The ``advanced`` configuration corresponds to the SP. In particular, the ``x509cert``
is the public cert of the SP and ``private_key`` is the corresponding private key
(this should remain secret, do not commit it or revoke it).
By setting them, the messages are automatically signed. In order to use encryption,
the attributes ``want_assertion_encrypted`` or ``want_name_id_encrypted`` should be
set to ``True``. Encryption will use the same certificate as the signing. If signing
or encryption are active, they will automatically appear in the metadata URL.

In your templates, you can construct login URLs using the following template tag::

    {% load socialaccount %}
    {% provider_login_url "<provider_id>" %}


The SAML provider has the following endpoints:

- ``/accounts/saml/<organization_slug>/login/``: Initiate a login.

- ``/accounts/saml/<organization_slug>/acs/``: Assertion Consumer Service URL.

- ``/accounts/saml/<organization_slug>/sls/``: Single Logout Service URL.

- ``/accounts/saml/<organization_slug>/metadata/``: Metadata URL.

Guidelines
**********

- Most SAML IdPs require TLS (formerly SSL) to be used, making testing with
  ``runserver`` challenging.

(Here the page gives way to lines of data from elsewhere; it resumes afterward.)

use std::cmp::Ordering;
use std::fmt;
use std::str::FromStr;

use serde::{Serialize, Deserialize};

use crate::error::Error;

/// Genomic strand/orientation.
#[derive(Debug, Clone, Copy, PartialEq, Eq, Hash, PartialOrd, Ord, Serialize, Deserialize)]
pub enum Strand {
    Plus,
    Minus,
    Unknown,
}

impl Strand {
    pub fn symbol(self) -> char {
        match self {
            Strand::Plus => '+',
            Strand::Minus => '-',
            Strand::Unknown => '.',
        }
    }
}

impl fmt::Display for Strand {
    fn fmt(&self, f: &mut fmt::Formatter<'_>) -> fmt::Result {
        write!(f, "{}", self.symbol())
    }
}

impl FromStr for Strand {
    type Err = Error;

    fn from_str(s: &str) -> Result<Self, Self::Err> {
        match s {
            "+" => Ok(Strand::Plus),
            "-" => Ok(Strand::Minus),
            "." | "?" => Ok(Strand::Unknown),
            other => Err(Error::region(other, "strand must be one of '+', '-', '.'")),
        }
    }
}

/// Where an exon lies relative to a junction (or a junction relative to an exon).
#[derive(Debug, Clone, Copy, PartialEq, Eq, Hash, PartialOrd, Ord, Serialize, Deserialize)]
pub enum Direction {
    Upstream,
    Downstream,
}

impl Direction {
    pub const ALL: [Direction; 2] = [Direction::Upstream, Direction::Downstream];

    #[inline]
    pub fn opposite(self) -> Direction {
        match self {
            Direction::Upstream => Direction::Downstream,
            Direction::Downstream => Direction::Upstream,
        }
    }

    /// Slot of this direction in per-direction arrays.
    #[inline]
    pub fn slot(self) -> usize {
        match self {
            Direction::Upstream => 0,
            Direction::Downstream => 1,
        }
    }

    pub fn as_str(self) -> &'static str {
        match self {
            Direction::Upstream => "upstream",
            Direction::Downstream => "downstream",
        }
    }
}

impl fmt::Display for Direction {
    fn fmt(&self, f: &mut fmt::Formatter<'_>) -> fmt::Result {
        f.write_str(self.as_str())
    }
}

impl FromStr for Direction {
    type Err = Error;

    fn from_str(s: &str) -> Result<Self, Self::Err> {
        match s.trim() {
            "upstream" => Ok(Direction::Upstream),
            "downstream" => Ok(Direction::Downstream),
            other => Err(Error::InvalidDirection(other.to_string())),
        }
    }
}

/// Genomic interval parsed from an item id.
///
/// Accepted forms:
/// - `chrom:start-stop:strand`
/// - `tag:chrom:start-stop:strand` (e.g. `exon:chr1:100-200:+`); the tag is dropped
///
/// `name` keeps the original string so the region can be mapped back to its item.
#[derive(Debug, Clone, PartialEq, Eq, Hash, Serialize, Deserialize)]
pub struct Region {
    pub name: String,
    pub chrom: String,
    pub start: u32,
    pub stop: u32,
    pub strand: Strand,
}

impl Region {
    pub fn new(chrom: impl Into<String>, start: u32, stop: u32, strand: Strand) -> Self {
        let chrom = chrom.into();
        let name = stringify_location(&chrom, start, stop, strand, None);
        Self {
            name,
            chrom,
            start,
            stop,
            strand,
        }
    }

    /// Same chromosome, same strand, and intersecting `[start, stop)` intervals.
    #[inline]
    pub fn overlaps(&self, other: &Region) -> bool {
        self.chrom == other.chrom
            && self.strand == other.strand
            && self.start < other.stop
            && other.start < self.stop
    }

    /// Positional order: by start, then stop, then name.
    pub fn cmp_start(&self, other: &Region) -> Ordering {
        self.start
            .cmp(&other.start)
            .then_with(|| self.stop.cmp(&other.stop))
            .then_with(|| self.name.cmp(&other.name))
    }
}

impl FromStr for Region {
    type Err = Error;

    fn from_str(token: &str) -> Result<Self, Self::Err> {
        let fields: Vec<&str> = token.trim().split(':').collect();
        let (chrom, range, strand) = match fields.as_slice() {
            [chrom, range, strand] => (*chrom, *range, *strand),
            [_tag, chrom, range, strand] => (*chrom, *range, *strand),
            _ => return Err(Error::region(token, "expected [tag:]chrom:start-stop:strand")),
        };

        if chrom.is_empty() {
            return Err(Error::region(token, "empty chromosome"));
        }

        let (start_s, stop_s) = range
            .split_once('-')
            .ok_or_else(|| Error::region(token, "coordinates must look like start-stop"))?;

        let start: u32 = start_s
            .parse()
            .map_err(|_| Error::region(token, format!("bad start '{start_s}'")))?;
        let stop: u32 = stop_s
            .parse()
            .map_err(|_| Error::region(token, format!("bad stop '{stop_s}'")))?;

        if stop < start {
            return Err(Error::region(token, "stop is before start"));
        }

        let strand: Strand = strand.parse().map_err(|_| Error::region(token, "bad strand"))?;

        Ok(Self {
            name: token.trim().to_string(),
            chrom: chrom.to_string(),
            start,
            stop,
            strand,
        })
    }
}

/// Render a location as an item id, optionally prefixed with a type tag.
pub fn stringify_location(
    chrom: &str,
    start: u32,
    stop: u32,
    strand: Strand,
    tag: Option<&str>,
) -> String {
    match tag {
        Some(tag) => format!("{tag}:{chrom}:{start}-{stop}:{strand}"),
        None => format!("{chrom}:{start}-{stop}:{strand}"),
    }
}

#[cfg(test)]
mod tests {
    use super::*;

    #[test]
    fn parse_tagged_and_untagged_regions() {
        let exon: Region = "exon:chr1:100-200:+".parse().unwrap();
        assert_eq!(exon.chrom, "chr1");
        assert_eq!((exon.start, exon.stop), (100, 200));
        assert_eq!(exon.strand, Strand::Plus);
        assert_eq!(exon.name, "exon:chr1:100-200:+");

        let junction: Region = "chr2:201-299:-".parse().unwrap();
        assert_eq!(junction.chrom, "chr2");
        assert_eq!(junction.strand, Strand::Minus);
    }

    #[test]
    fn reject_malformed_regions() {
        assert!("chr1:100:+".parse::<Region>().is_err());
        assert!("chr1:200-100:+".parse::<Region>().is_err());
        assert!("chr1:1-x:+".parse::<Region>().is_err());
        assert!("chr1:1-5:*".parse::<Region>().is_err());
        assert!("a:b:chr1:1-5:+".parse::<Region>().is_err());
    }

    #[test]
    fn overlap_needs_same_chrom_and_strand() {
        let a = Region::new("chr1", 100, 200, Strand::Plus);
        let b = Region::new("chr1", 150, 250, Strand::Plus);
        let c = Region::new("chr1", 150, 250, Strand::Minus);
        let d = Region::new("chr2", 150, 250, Strand::Plus);
        let e = Region::new("chr1", 200, 300, Strand::Plus);

        assert!(a.overlaps(&b));
        assert!(b.overlaps(&a));
        assert!(!a.overlaps(&c));
        assert!(!a.overlaps(&d));
        // half-open: touching intervals do not overlap
        assert!(!a.overlaps(&e));
    }

    #[test]
    fn start_order_is_total() {
        let a = Region::new("chr1", 100, 200, Strand::Plus);
        let b = Region::new("chr1", 300, 400, Strand::Plus);
        let c = Region::new("chr2", 100, 200, Strand::Plus);
        assert_eq!(a.cmp_start(&b), Ordering::Less);
        assert_eq!(b.cmp_start(&a), Ordering::Greater);
        assert_ne!(a.cmp_start(&c), Ordering::Equal);
    }

    #[test]
    fn direction_round_trips_through_text() {
        for d in Direction::ALL {
            assert_eq!(d.as_str().parse::<Direction>().unwrap(), d);
            assert_eq!(d.opposite().opposite(), d);
        }
        assert!("sideways".parse::<Direction>().is_err());
    }
}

Make sure to configure Django to use HTTPS.
- If using a reverse proxy, be sure to set Django settings
  ``USE_X_FORWARDED_HOST = True``,
  ``SECURE_PROXY_SSL_HEADER = ('HTTP_X_FORWARDED_PROTO', 'https')``, and
  ``SECURE_SSL_REDIRECT = True``. In your web server's reverse proxy
  configuration, ensure that you set request headers
  ``X_FORWARDED_PROTO 'https' env=HTTPS`` and ``X-Forwarded-Ssl on``.
- Cookies must also be secure; ensure that ``CSRF_COOKIE_DOMAIN`` and
  ``SESSION_COOKIE_DOMAIN`` are set to ``yourdomain.com``, and that
  ``CSRF_COOKIE_SECURE``  and ``SESSION_COOKIE_SECURE`` are ``True`` in your Django
  settings.
- Test with your browser in privacy / incognito mode, check your developer
  console to ensure that cookies are being set correctly, and use a tool like
  SAML Tracer
  (`Firefox <https://addons.mozilla.org/en-US/firefox/addon/saml-tracer/>`_
  / `Chromium <https://chromewebstore.google.com/detail/saml-tracer/mpdajninpobndbfcldcmbpnnbhibjmch>`_)
  to inspect the SAML messages being exchanged. SAML Tracer is also useful for
  looking up the IdP SAML values to map to ``uid``, ``email``, and ``email_verified``
  in the ``attribute_mapping`` configuration.